太陽が誕生したのは46億年前とされ、今回見つかった物質は太陽や太陽系よりも古くから存在していたと推定される。こうした物質はプレソーラー粒子と呼ばれる。
隕石はスターダストなどの物質を閉じ込めるタイムカプセルの役割を果たすことがある。地球に落下した隕石のうち、プレソーラー粒子が含まれるのはわずか5%にとどまる。
この研究結果は米シカゴのフィールド博物館が、13日の米科学アカデミー紀要に発表した。
同博物館学芸員のフィリッピ・ヘック氏は今回見つかった物質について、「銀河系の星々がどのように形成されたのかを物語る」と解説する。
プレソーラー粒子の拡大像。大きさは約8マイクロメートルだった/Courtesy Janaína N. Ávila
隕石は1969年に採集されたもので、研究チームはこの隕石からプレソーラー粒子を分離することに成功した。粒子の大きさはおよそ8マイクロメートルと極小で、年代は46億年~49億年前のものが多数を占め、一部は55億年以上前のものだった。

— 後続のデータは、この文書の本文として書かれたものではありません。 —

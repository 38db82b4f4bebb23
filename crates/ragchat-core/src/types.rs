use std::fmt;
use std::str::FromStr;

use serde::{Deserialize, Serialize};
use sha2::{Digest, Sha256};

use crate::error::RagChatError;

// =============================================================================
// Enums
// =============================================================================

/// Author of a chat message.
#[derive(Clone, Copy, Debug, PartialEq, Eq, Hash, Serialize, Deserialize)]
#[serde(rename_all = "snake_case")]
pub enum Role {
    /// Instructions injected ahead of the conversation.
    System,
    /// The human asking questions.
    User,
    /// The model answering.
    Assistant,
}

impl Role {
    pub fn as_str(&self) -> &'static str {
        match self {
            Role::System => "system",
            Role::User => "user",
            Role::Assistant => "assistant",
        }
    }
}

impl fmt::Display for Role {
    fn fmt(&self, f: &mut fmt::Formatter<'_>) -> fmt::Result {
        f.write_str(self.as_str())
    }
}

/// Retrieval and memory strategy a chat engine is built with.
#[derive(Clone, Copy, Debug, Default, PartialEq, Eq, Hash, Serialize, Deserialize)]
#[serde(rename_all = "snake_case")]
pub enum ChatMode {
    /// Talk to the model directly, no retrieval.
    #[default]
    Plain,
    /// Retrieve for every message and inject the hits as system context.
    Context,
    /// Condense the conversation into a standalone question, then retrieve.
    CondensePlusContext,
    /// Condense, then answer through a history-free question-answer prompt.
    CondenseQuestion,
    /// Let the engine pick; resolves to the agentic strategy.
    Best,
    /// Reasoning loop that calls the document index as a tool.
    Agentic,
}

impl ChatMode {
    /// Every selectable mode, in menu order.
    pub const ALL: [ChatMode; 6] = [
        ChatMode::Plain,
        ChatMode::Context,
        ChatMode::CondensePlusContext,
        ChatMode::CondenseQuestion,
        ChatMode::Best,
        ChatMode::Agentic,
    ];

    pub fn as_str(&self) -> &'static str {
        match self {
            ChatMode::Plain => "plain",
            ChatMode::Context => "context",
            ChatMode::CondensePlusContext => "condense_plus_context",
            ChatMode::CondenseQuestion => "condense_question",
            ChatMode::Best => "best",
            ChatMode::Agentic => "agentic",
        }
    }
}

impl fmt::Display for ChatMode {
    fn fmt(&self, f: &mut fmt::Formatter<'_>) -> fmt::Result {
        f.write_str(self.as_str())
    }
}

impl FromStr for ChatMode {
    type Err = RagChatError;

    /// Accepts snake_case, kebab-case, and the legacy names `openai`,
    /// `simple` and `react`.
    fn from_str(s: &str) -> Result<Self, Self::Err> {
        let normalized = s.trim().to_ascii_lowercase().replace('-', "_");
        match normalized.as_str() {
            "plain" | "openai" | "simple" => Ok(ChatMode::Plain),
            "context" => Ok(ChatMode::Context),
            "condense_plus_context" => Ok(ChatMode::CondensePlusContext),
            "condense_question" => Ok(ChatMode::CondenseQuestion),
            "best" => Ok(ChatMode::Best),
            "agentic" | "react" => Ok(ChatMode::Agentic),
            _ => Err(RagChatError::InvalidChatMode(s.to_string())),
        }
    }
}

// =============================================================================
// Identity and transcript
// =============================================================================

/// Stable user identity extracted from a validated credential.
#[derive(Clone, Debug, PartialEq, Eq, Hash, Serialize, Deserialize)]
#[serde(transparent)]
pub struct UserIdentity(String);

impl UserIdentity {
    pub fn new(uid: impl Into<String>) -> Self {
        Self(uid.into())
    }

    pub fn as_str(&self) -> &str {
        &self.0
    }
}

impl fmt::Display for UserIdentity {
    fn fmt(&self, f: &mut fmt::Formatter<'_>) -> fmt::Result {
        f.write_str(&self.0)
    }
}

/// One entry of the visible transcript.
#[derive(Clone, Debug, PartialEq, Eq, Serialize, Deserialize)]
pub struct ChatMessage {
    pub role: Role,
    pub content: String,
}

impl ChatMessage {
    pub fn user(content: impl Into<String>) -> Self {
        Self {
            role: Role::User,
            content: content.into(),
        }
    }

    pub fn assistant(content: impl Into<String>) -> Self {
        Self {
            role: Role::Assistant,
            content: content.into(),
        }
    }

    pub fn system(content: impl Into<String>) -> Self {
        Self {
            role: Role::System,
            content: content.into(),
        }
    }
}

// =============================================================================
// Uploads and documents
// =============================================================================

/// A single uploaded file.
#[derive(Clone, Debug, PartialEq, Eq)]
pub struct UploadedFile {
    pub name: String,
    pub content: Vec<u8>,
}

impl UploadedFile {
    pub fn new(name: impl Into<String>, content: impl Into<Vec<u8>>) -> Self {
        Self {
            name: name.into(),
            content: content.into(),
        }
    }
}

/// An ordered batch of uploaded files.
///
/// Two sets with the same names and bytes in the same order share a
/// fingerprint, which is what the index cache keys on.
#[derive(Clone, Debug, Default, PartialEq, Eq)]
pub struct UploadedFileSet {
    files: Vec<UploadedFile>,
}

impl UploadedFileSet {
    pub fn new(files: Vec<UploadedFile>) -> Self {
        Self { files }
    }

    pub fn files(&self) -> &[UploadedFile] {
        &self.files
    }

    pub fn len(&self) -> usize {
        self.files.len()
    }

    pub fn is_empty(&self) -> bool {
        self.files.is_empty()
    }

    /// Hex SHA-256 over every file's name, length and bytes.
    ///
    /// Lengths are hashed as fixed-width prefixes so that moving bytes
    /// between a name and a body can't produce the same digest.
    pub fn fingerprint(&self) -> String {
        let mut hasher = Sha256::new();
        for file in &self.files {
            hasher.update((file.name.len() as u64).to_le_bytes());
            hasher.update(file.name.as_bytes());
            hasher.update((file.content.len() as u64).to_le_bytes());
            hasher.update(&file.content);
        }
        hex::encode(hasher.finalize())
    }
}

impl FromIterator<UploadedFile> for UploadedFileSet {
    fn from_iter<I: IntoIterator<Item = UploadedFile>>(iter: I) -> Self {
        Self::new(iter.into_iter().collect())
    }
}

/// Normalized text produced by the document loader.
#[derive(Clone, Debug, PartialEq, Serialize, Deserialize)]
pub struct Document {
    /// File name the text was read from, relative to the staging directory.
    pub file_name: String,
    pub text: String,
}

/// A chunk returned by index retrieval, best match first.
#[derive(Clone, Debug, PartialEq, Serialize, Deserialize)]
pub struct RetrievedChunk {
    pub file_name: String,
    pub text: String,
    /// Cosine similarity in [-1.0, 1.0].
    pub score: f64,
}

#[cfg(test)]
mod tests {
    use super::*;

    #[test]
    fn test_chat_mode_round_trips_wire_names() {
        for mode in ChatMode::ALL {
            assert_eq!(mode.as_str().parse::<ChatMode>().unwrap(), mode);
        }
    }

    #[test]
    fn test_chat_mode_accepts_legacy_and_kebab_names() {
        assert_eq!("openai".parse::<ChatMode>().unwrap(), ChatMode::Plain);
        assert_eq!("react".parse::<ChatMode>().unwrap(), ChatMode::Agentic);
        assert_eq!(
            "condense-plus-context".parse::<ChatMode>().unwrap(),
            ChatMode::CondensePlusContext
        );
        assert_eq!(" Context ".parse::<ChatMode>().unwrap(), ChatMode::Context);
    }

    #[test]
    fn test_chat_mode_rejects_unknown() {
        let err = "turbo".parse::<ChatMode>().unwrap_err();
        assert!(matches!(err, RagChatError::InvalidChatMode(ref m) if m == "turbo"));
    }

    #[test]
    fn test_chat_mode_serde_snake_case() {
        let json = serde_json::to_string(&ChatMode::CondensePlusContext).unwrap();
        assert_eq!(json, "\"condense_plus_context\"");
        let mode: ChatMode = serde_json::from_str("\"condense_question\"").unwrap();
        assert_eq!(mode, ChatMode::CondenseQuestion);
    }

    #[test]
    fn test_fingerprint_is_content_based() {
        let a: UploadedFileSet = vec![UploadedFile::new("a.txt", "Paris")].into_iter().collect();
        let b: UploadedFileSet = vec![UploadedFile::new("a.txt", "Paris")].into_iter().collect();
        assert_eq!(a.fingerprint(), b.fingerprint());
        assert_eq!(a.fingerprint().len(), 64);
    }

    #[test]
    fn test_fingerprint_differs_on_content_name_and_order() {
        let base = UploadedFileSet::new(vec![
            UploadedFile::new("a.txt", "one"),
            UploadedFile::new("b.txt", "two"),
        ]);
        let content = UploadedFileSet::new(vec![
            UploadedFile::new("a.txt", "one"),
            UploadedFile::new("b.txt", "TWO"),
        ]);
        let renamed = UploadedFileSet::new(vec![
            UploadedFile::new("a.txt", "one"),
            UploadedFile::new("c.txt", "two"),
        ]);
        let reordered = UploadedFileSet::new(vec![
            UploadedFile::new("b.txt", "two"),
            UploadedFile::new("a.txt", "one"),
        ]);
        assert_ne!(base.fingerprint(), content.fingerprint());
        assert_ne!(base.fingerprint(), renamed.fingerprint());
        assert_ne!(base.fingerprint(), reordered.fingerprint());
    }

    #[test]
    fn test_fingerprint_name_body_boundary() {
        let a = UploadedFileSet::new(vec![UploadedFile::new("ab", "c")]);
        let b = UploadedFileSet::new(vec![UploadedFile::new("a", "bc")]);
        assert_ne!(a.fingerprint(), b.fingerprint());
    }

    #[test]
    fn test_chat_message_constructors() {
        assert_eq!(ChatMessage::user("hi").role, Role::User);
        assert_eq!(ChatMessage::assistant("hello").role, Role::Assistant);
        let json = serde_json::to_string(&ChatMessage::user("hi")).unwrap();
        assert_eq!(json, r#"{"role":"user","content":"hi"}"#);
    }
}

「我々の仮説では、こうした46億年~49億年前のプレソーラー粒子の大部分は、恒星の誕生が盛んだった時期に形成された。太陽系の創生前に、普通よりも多くの恒星が誕生した時代があった」(ヘック氏)
専門家の間では、銀河系の恒星は一定の間隔で形成されたという説と、形成が多い時期と少ない時期があったという説がある。しかしヘック氏は、「隕石からの試料によって、私たちの銀河系で70億年前に恒星が盛んに形成された時期があったことを直接的に裏付ける証拠を手にした」としている。